# 10-12 day old kits getting out of the nest box



## SherryB (Oct 10, 2012)

I am shocked to see my 10 and 12 day old kits getting out of the nest boxes! Last breeding it was more like 20 days or so. I thought maybe they were hitching a ride on the momma's when they are getting out after nursing, but I stood there and watched one of them get out 3 x after I would put him back in the box!


----------



## redneckswife (May 2, 2013)

I've got kits the same age and their what I call "Houdinis" at that age. I play "Warden" in cold weather when kits are this age(about 10-12 days old) and check that all babies are in their nestbox before I go to bed at night, that way they don't freeze being alone out on the wire.

My dear hubby made me something I call "transition boxes" for this stage kits(when their eyes open till 4 weeks). They seem to get out of the boxes but can't get back in to huddle together(in day 10 till day 14). Thank you for reminding that I was gonna go put the tran boxes in today(not as necessary in the warm temps. though). They are just like the nestboxes, except the sides are only about 3" high and there about 10" x 12".

By the way this is one of my favorite times with the babies, especially in cold weather; putting them back in the nestboxes:clap:.


----------



## Narshalla (Sep 11, 2008)

Pics or it didn't happen, lol!


----------



## countryfied2011 (Jul 5, 2011)

when they start jumping out...i turn the nestbox on its side, that way they can get back in. I put hay all around the opening and in their box.


----------



## SherryB (Oct 10, 2012)

I turned the boxes on the sides too last round. But gee, the buggers eyes are just opening... I can't get over them getting out so young. 

Redneckswife, do you mean the transition boxes are basically a flat box/tray with the 3 in sides all the way around?


----------



## MaggieJ (Feb 6, 2006)

A quick fix that can keep kits from getting chilled is to put a brick (or something similar) against the low end of the nest box. That way the kits have a step to help them get back in. I prefer this to tipping the nest box because it keeps the nest intact and cosy. Also, some does get really annoyed at having the kits out of the nest all the time when they are so young. They get no peace at all.


----------



## redneckswife (May 2, 2013)

Sherry B, yes the boxes are and their made of wood like my nestboxes with some of the hay and mamma's hair from the nests.I don't worry so much about the kits freezing after they can regulate body temp.(about 14 days) in the winter, but like for them to have space to huddle together with no wind coming up from the bottom and in case any predators get thru the hotwire, they have something solid to get in where an animal can't grab them from under the cage(I had a coyote chew off 3 grown rabbits toes to nubs once-they lived) plus all does have resting boards. I also use 75 watt bulbs under nestboxes in the winter(it looks like Christmas lights sporadically in the yard when it's cold here,lol)

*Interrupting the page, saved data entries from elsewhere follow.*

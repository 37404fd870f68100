//! Configuration (layered: explicit > env > config file > defaults).

use std::path::{Path, PathBuf};
use std::time::Duration;

use serde::{Deserialize, Serialize};

use crate::error::{AtelierError, Result};

const DEFAULT_BASE_URL: &str = "https://api.openai.com/v1";
const DEFAULT_MODEL: &str = "gpt-4o";

/// Top-level configuration for the orchestration engine.
#[derive(Debug, Clone, Serialize, Deserialize)]
#[serde(default)]
pub struct AtelierConfig {
    /// Completion API key. Usually supplied via `OPENAI_API_KEY`.
    #[serde(skip_serializing_if = "Option::is_none")]
    pub api_key: Option<String>,
    /// Completion API base URL (an OpenAI-compatible gateway works too).
    pub base_url: String,
    /// Model targeted by new handlers; `ChatHandler::update_model` can
    /// retarget a live handler.
    pub model: String,
    pub timeouts: TimeoutConfig,
    /// Tool providers to connect at first use.
    pub providers: Vec<ToolProviderConfig>,
}

impl Default for AtelierConfig {
    fn default() -> Self {
        Self {
            api_key: None,
            base_url: DEFAULT_BASE_URL.to_string(),
            model: DEFAULT_MODEL.to_string(),
            timeouts: TimeoutConfig::default(),
            providers: default_providers(),
        }
    }
}

impl AtelierConfig {
    /// Load from environment variables, on top of defaults.
    pub fn from_env() -> Self {
        let _ = dotenvy::dotenv(); // load .env if present, ignore error
        let mut config = Self::default();

        if let Ok(key) = std::env::var("OPENAI_API_KEY") {
            config.api_key = Some(key);
        }
        if let Ok(key) = std::env::var("ATELIER_API_KEY") {
            config.api_key = Some(key);
        }
        if let Ok(url) = std::env::var("ATELIER_BASE_URL") {
            config.base_url = url;
        }
        if let Ok(model) = std::env::var("ATELIER_MODEL") {
            config.model = model;
        }

        config
    }

    /// Load from a TOML file, with env vars layered on top.
    pub fn load(path: &Path) -> Result<Self> {
        let raw = std::fs::read_to_string(path)?;
        let mut config: Self = toml::from_str(&raw)
            .map_err(|e| AtelierError::Configuration(format!("{}: {e}", path.display())))?;

        let _ = dotenvy::dotenv();
        if config.api_key.is_none() {
            config.api_key = std::env::var("OPENAI_API_KEY").ok();
        }

        Ok(config)
    }

    /// Load from the default config file location when one exists there,
    /// otherwise fall back to env vars over defaults.
    pub fn load_or_default() -> Self {
        match Self::default_path() {
            Some(path) if path.exists() => Self::load(&path).unwrap_or_else(|error| {
                tracing::warn!(%error, "ignoring invalid config file");
                Self::from_env()
            }),
            _ => Self::from_env(),
        }
    }

    /// Default config file location (`atelier.toml` in the platform config dir).
    pub fn default_path() -> Option<PathBuf> {
        directories::ProjectDirs::from("", "", "atelier")
            .map(|dirs| dirs.config_dir().join("atelier.toml"))
    }

    /// Providers that are not disabled.
    pub fn enabled_providers(&self) -> impl Iterator<Item = &ToolProviderConfig> {
        self.providers.iter().filter(|p| !p.disabled)
    }
}

/// Bounded timeouts for provider I/O, so a hung provider cannot stall a
/// request indefinitely.
#[derive(Debug, Clone, Copy, Serialize, Deserialize)]
#[serde(default)]
pub struct TimeoutConfig {
    /// Provider transport connect + handshake.
    pub connect_ms: u64,
    /// Single tool invocation (and per-provider tool listing).
    pub call_ms: u64,
}

impl Default for TimeoutConfig {
    fn default() -> Self {
        Self {
            connect_ms: 30_000,
            call_ms: 60_000,
        }
    }
}

impl TimeoutConfig {
    pub fn connect(&self) -> Duration {
        Duration::from_millis(self.connect_ms)
    }

    pub fn call(&self) -> Duration {
        Duration::from_millis(self.call_ms)
    }
}

/// Static configuration for one tool provider, read once at startup.
#[derive(Debug, Clone, Serialize, Deserialize, PartialEq)]
pub struct ToolProviderConfig {
    pub name: String,
    #[serde(flatten)]
    pub transport: TransportConfig,
    #[serde(default)]
    pub disabled: bool,
}

impl ToolProviderConfig {
    pub fn stdio(name: impl Into<String>, command: impl Into<String>, args: Vec<String>) -> Self {
        Self {
            name: name.into(),
            transport: TransportConfig::Stdio {
                command: command.into(),
                args,
            },
            disabled: false,
        }
    }

    pub fn sse(name: impl Into<String>, url: impl Into<String>) -> Self {
        Self {
            name: name.into(),
            transport: TransportConfig::Sse { url: url.into() },
            disabled: false,
        }
    }
}

/// Transport kind and connection parameters for a tool provider.
#[derive(Debug, Clone, Serialize, Deserialize, PartialEq)]
#[serde(tag = "kind", rename_all = "lowercase")]
pub enum TransportConfig {
    /// Local subprocess speaking the pipe protocol.
    Stdio {
        command: String,
        #[serde(default)]
        args: Vec<String>,
    },
    /// Remote server-push event-stream endpoint.
    Sse { url: String },
}

fn string_args(args: &[&str]) -> Vec<String> {
    args.iter().map(|a| a.to_string()).collect()
}

/// Built-in provider roster used when no config file overrides it.
pub fn default_providers() -> Vec<ToolProviderConfig> {
    vec![
        ToolProviderConfig::stdio("shadcn", "npx", string_args(&["shadcn@latest", "mcp"])),
        ToolProviderConfig::stdio(
            "sequentialthinking",
            "npx",
            string_args(&["-y", "@modelcontextprotocol/server-sequential-thinking"]),
        ),
        ToolProviderConfig::stdio("fetch", "npx", string_args(&["mcp-fetch-server"])),
        ToolProviderConfig::stdio(
            "context7",
            "npx",
            string_args(&["-y", "@upstash/context7-mcp"]),
        ),
        ToolProviderConfig::stdio(
            "brave",
            "npx",
            string_args(&["-y", "@modelcontextprotocol/server-brave-search"]),
        ),
        ToolProviderConfig::sse("cloudflare", "https://docs.mcp.cloudflare.com/sse"),
    ]
}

MaggieJ, totally agree about some does getting annoyed with the kits chasing them around the hutch. My 2 does that really get annoyed with the kits trying to climb under them to nurse have "shelves" attached to the inside of their hutches to get away from the babies;however at 4 weeks the babies will jump up their too. I plan on installing "shelves" for all does after these kits are weaned. As a mother of 7 I know how aggravating it is not to be able to get somewhere without a kid on you:hair


----------



## akane (Jul 19, 2011)

I had one doe who I finally just kept in a solid bottom cage because her kits would wiggle out of the box by day 7 before their eyes were even open. They'd end up huddled next to it. The only real purpose of the nest box was to give her a place to give birth and a place to sit out of reach of the little wigglers. Most of my others are out of the box by day 12 except the creme d'argent kits in winter. I've had her in colony for the past 4 years and bred all winter because she piles straw and shavings in to a 3-4' deep mound around her nest. You don't see the kits until about 3 weeks and then we have to tame them because they'll scream when picked up.


----------



## ramblingrabbit (Sep 30, 2013)

I've been removing the nest at two weeks. But I also live in the tropics, so that might make a difference...


----------



## SherryB (Oct 10, 2012)

You know heres another interesting thing I have noticed....these two litters are not cute at all! I remember my 5 litters from last year were these cute little balls. Tennis balls someone referred to them. These critters this year are long and lanky with pointy little heads!


----------



## redneckswife (May 2, 2013)

Sherry, was the last litter born in colder temps? So may be their coats were thicker(like fluffy tennis balls):shrug:.

Is this litter from the same breeding pair as last year that were fluffy?

If your gonna use them as fryers, to me it helps if their not cute:hysterical:.
Especially those evil looking REWs:teehee:


----------



## SherryB (Oct 10, 2012)

Redneckswife, yes the other litters were born when it was cooler-Jan, March, May. Well, May was probably not cooler. I know one litter is the same breeding pair. The other is a new doe who I put with a new buck and didn't think they got the job done and I may or may not have put her with my other buck. Sad, but I can't remember and I didn't write it down. She surprised me 15 min before giving birth. I should just be happy there are all healthy and only 1 dead when I checked the nests the first time. And yes, let them be a little ugly..not toooo ugly because then they get so ugly they are cute! I had one poor little thing get part of her face ripped off last year and I took her to the vet and they cut off the flap of skin. Well now you can be sure that one didn't make it to the stew pot. Hubby calls her Scarface. She is a sweetie though. I did not need another doe but she had been through enough as a baby... I couldn't just eat her now could I?!


----------



## arnie (Apr 26, 2012)

with cold weather coming this is a dangerious age for young rabbits getting out of the nest and chilling to death before you find them a big hand full of hay in front of the box can help but the best winter time nest are sub floor nest ..if the kits hop or are drug out they can fall back in .


----------



## redneckswife (May 2, 2013)

Okay Arnie, you can't bring that up and not post pictures of the sub floor nests. I don't believe I've heard of these.These aren't like drop down nestboxes, are they?

Or at least describe it in detail for us, you know we love dimensions and ideas here


----------